Quantos anos de salários destes precários, agora na rua, seriam pagos com esses dividendos?
A triste medalha dos heróis
635 euros, o valor do salário mínimo, é o que ganham 756 mil trabalhadores portugueses. Entre eles, estão algumas das pessoas a quem, por estes dias, chamamos "heróis". Nas caixas de supermercado, quanto ganham? E na recolha do lixo? No apoio aos idosos nos lares, que salário? E na limpeza das carruagens do metro ou dos hospitais? É a esta gente, sem a qual a nossa sociedade colapsaria, que se paga o mínimo dos mínimos. Numa reportagem televisiva no Hospital Curry Cabral, a jornalista da SIC encerra a peça com uma pergunta à assistente operacional dos cuidados intensivos: “quanto é que ganha?”. Patrícia, que está na linha da frente do combate à pandemia naquele hospital, responde: “Tiro à volta de 640 euros, 650, anda à volta disso”.Na passada quarta-feira, no Parlamento, foi chumbada a atribuição temporária de um subsídio de risco (no valor de 20%) para os trabalhadores que, em plena crise e emergência, continuam a trabalhar em funções vitais. Pergunto-me se os deputados do PS, do PSD e do CDS, que rejeitaram a proposta, terão coragem de lhes ir depois bater palmas à janela.
Um pequeno mapa do abuso
Os números são oficiais: há mais 4 mil e 98 desempregados por dia no nosso país que se inscrevem nos centros de emprego. A essas dezenas de milhares de novos desempregados, somam-se os 642 mil que estão em casa em lay-off com o corte de 1/3 do salário. E os mais de 100 mil recibos verdes que já pediram apoio à Segurança Social por terem ficado sem emprego.A par das dificuldades reais de muitas empresas, sobretudo as micro e pequenas que são 90% do nosso tecido produtivo, existe também o oportunismo que se aproveita da impunidade instalada. Quem quiser ter uma radiografia da vaga de abusos e despedimentos que está a ter lugar no país, pode consultar um relatório construído a partir do levantamento de cerca de 800 denúncias. É um primeiro retrato da realidade – e não é bonito de se ver. São dezenas de milhares os precários que, em período experimental, com contrato a prazo, intermediados por uma empresa de trabalho temporário ou a recibo verde, já foram descartados pelas empresas. A esses soma-se um número indeterminado de trabalhadores informais, que nem a proteção social têm direito. E juntam-se também os cerca de 100 despedimentos coletivos que já ocorreram entre março e abril.
Muitas empresas tiveram como primeiro reflexo, quando a pandemia chegou, despedir os trabalhadores mais frágeis e obrigar os outros a tirar férias, fazendo-os pagar assim, com o tempo de repouso que já não terão, a paragem da atividade.
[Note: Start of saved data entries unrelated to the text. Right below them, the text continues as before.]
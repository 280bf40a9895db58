//! Report records and the payload shipped to the collector.

use crate::filters::ValueMap;
use crate::interception::{BodyContent, CapturedBody};
use chrono::{DateTime, Utc};
use serde::Serialize;

/// Outcome of a reported call.
#[derive(Debug, Clone, Copy, PartialEq, Eq, Default, Serialize)]
pub enum ReportType {
    #[default]
    #[serde(rename = "REQUEST_SUCCESS")]
    Success,
    #[serde(rename = "REQUEST_ERROR")]
    Error,
    /// Synthetic notice of reports dropped under load.
    #[serde(rename = "REPORT_LOSS")]
    Loss,
}

/// Furthest interception stage a call reached.
#[derive(Debug, Clone, Copy, PartialEq, Eq, PartialOrd, Ord, Default, Serialize)]
pub enum Stage {
    #[default]
    #[serde(rename = "UndefinedStage")]
    Undefined,
    #[serde(rename = "ConnectStage")]
    Connect,
    #[serde(rename = "RequestStage")]
    Request,
    #[serde(rename = "ResponseStage")]
    Response,
    #[serde(rename = "BodiesStage")]
    Bodies,
}

/// Summary of one API call. Built once, then handed to the sender.
#[derive(Debug, Clone, Default, PartialEq, Serialize)]
#[serde(rename_all = "PascalCase")]
pub struct ReportLog {
    #[serde(rename = "Type")]
    pub report_type: ReportType,
    #[serde(skip_serializing_if = "Option::is_none")]
    pub started_at: Option<DateTime<Utc>>,
    #[serde(skip_serializing_if = "Option::is_none")]
    pub ended_at: Option<DateTime<Utc>>,
    pub stage: Stage,
    /// Identifiers of the rules that selected this call.
    pub active_data_collection_rules: Vec<String>,

    // Connect
    pub hostname: String,
    pub port: u16,
    pub protocol: String,

    // Request
    pub path: String,
    pub method: String,
    #[serde(rename = "URL")]
    pub url: String,
    pub request_headers: ValueMap,

    // Response
    pub response_headers: ValueMap,
    #[serde(skip_serializing_if = "Option::is_none")]
    pub status_code: Option<u16>,

    // Bodies
    #[serde(skip_serializing_if = "Option::is_none")]
    pub request_body: Option<BodyContent>,
    #[serde(skip_serializing_if = "Option::is_none")]
    pub response_body: Option<BodyContent>,
    #[serde(rename = "RequestBodyPayloadSHA", skip_serializing_if = "Option::is_none")]
    pub request_body_payload_sha: Option<String>,
    #[serde(rename = "ResponseBodyPayloadSHA", skip_serializing_if = "Option::is_none")]
    pub response_body_payload_sha: Option<String>,

    // Error
    #[serde(skip_serializing_if = "Option::is_none")]
    pub error_code: Option<String>,
    #[serde(skip_serializing_if = "Option::is_none")]
    pub error_full_message: Option<String>,
}

impl ReportLog {
    /// Notice for `lost` reports dropped before transmission.
    pub fn loss_notice(lost: u64) -> Self {
        Self {
            report_type: ReportType::Loss,
            stage: Stage::Undefined,
            error_code: Some(lost.to_string()),
            error_full_message: Some(format!("{lost} report logs were lost")),
            ..Default::default()
        }
    }

    pub fn set_request_body(&mut self, body: Option<CapturedBody>) {
        if let Some(body) = body {
            self.request_body = Some(body.content);
            self.request_body_payload_sha = body.sha;
        }
    }

    pub fn set_response_body(&mut self, body: Option<CapturedBody>) {
        if let Some(body) = body {
            self.response_body = Some(body.content);
            self.response_body_payload_sha = body.sha;
        }
    }
}

/// Static description of the reporting agent.
#[derive(Debug, Clone, PartialEq, Serialize)]
#[serde(rename_all = "PascalCase")]
pub struct AgentInfo {
    #[serde(rename = "Type")]
    pub agent_type: &'static str,
    pub version: String,
}

/// Host runtime description.
#[derive(Debug, Clone, PartialEq, Serialize)]
#[serde(rename_all = "PascalCase")]
pub struct RuntimeInfo {
    pub arch: &'static str,
    pub platform: &'static str,
}

impl RuntimeInfo {
    pub fn current() -> Self {
        Self {
            arch: std::env::consts::ARCH,
            platform: std::env::consts::OS,
        }
    }
}

/// Body of one POST to the collector.
#[derive(Debug, Clone, Serialize)]
#[serde(rename_all = "PascalCase")]
pub struct ReportBatch<'a> {
    pub secret_key: &'a str,
    pub agent: AgentInfo,
    pub runtime: RuntimeInfo,
    pub environment: &'a str,
    pub logs: Vec<&'a ReportLog>,
}
use clap::Parser;
use sift_agent::config::AgentConfig;
use sift_agent::report::{HttpTransport, Sender};
use sift_agent::{logging, metrics};
use std::sync::Arc;
use tracing::{debug, info};

#[derive(Parser, Debug)]
#[command(name = "sift-agent", version, about = "Ships intercepted API call reports")]
struct Args {
    /// Path to the YAML configuration file
    #[arg(short, long, env = "SIFT_CONFIG")]
    config: Option<String>,
    /// Overrides logging.level from the configuration
    #[arg(long)]
    log_level: Option<String>,
}

#[tokio::main]
async fn main() -> anyhow::Result<()> {
    let args = Args::parse();

    let mut config = match &args.config {
        Some(path) => AgentConfig::from_file(path)?,
        None => AgentConfig::default(),
    };
    if let Some(level) = args.log_level {
        config.logging.level = level;
    }
    logging::init(&config.logging);

    // Compiled up front so rejected filters are reported at startup.
    let rules = config.collection_rules();
    let filters: usize = rules.iter().map(|rule| rule.filters().len()).sum();

    let transport = HttpTransport::new(&config.report.endpoint, config.report.timeout())?;
    info!(
        endpoint = transport.endpoint(),
        environment = %config.report.environment,
        rules = rules.len(),
        filters,
        max_body_size = config.bodies.max_body_size,
        "Starting sift agent"
    );
    let sender = Sender::start(config.report.sender_config(), Arc::new(transport));

    tokio::signal::ctrl_c().await?;
    info!("Shutdown requested, draining in-flight reports");
    sender.shutdown().await;

    debug!("final metrics:\n{}", metrics::collect_metrics());
    info!("Stopped");
    Ok(())
}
Várias destas empresas, uma vez consumados os despedimentos dos precários, foram bater à porta do Estado para receber o dinheiro da medida de “apoio à manutenção dos contratos de trabalho”, o nome do “lay-off simplificado. Algumas, aliás, já estão a recebê-lo. Faz sentido que uma empresa que despediu centenas de pessoas seja apoiada pelo dinheiro de todos? Faz sentido que, em pleno estado de emergência – o mesmo que limitou direitos a cidadãos e trabalhadores – se permita que empresas com lucro despeçam e distribuam dividendos?
Despede-distribui-recebe
O Governo tinha anunciado, quando tornou públicas as primeiras medidas de apoio às empresas, que iria exigir como contrapartida que elas não despedissem. A “proibição de despedimentos” que ficou na lei é esta: as empresas apoiadas podem despedir antes do lay-off, podem despedir depois e até podem despedir durante se forem os precários. No Parlamento, as propostas que exigiam das empresas, designadamente as apoiadas, que não despedissem, foram rejeitadas por PS e PSD. E, apesar da indignação de Rui Rio, no Twitter, contra a “ganância” das “empresas que querem distribuir dividendos relativos a lucros de 2019”, o mesmo destino teve a proposta que impedia essa distribuição.Os acionistas da Galp podem, pois, estar tranquilos com a sua assembleia-geral. E talvez alguém lhes lembre que, despedidos os precários e distribuídos os 300 milhões, ainda podem acrescentar um lay-off à sua ordem de trabalhos.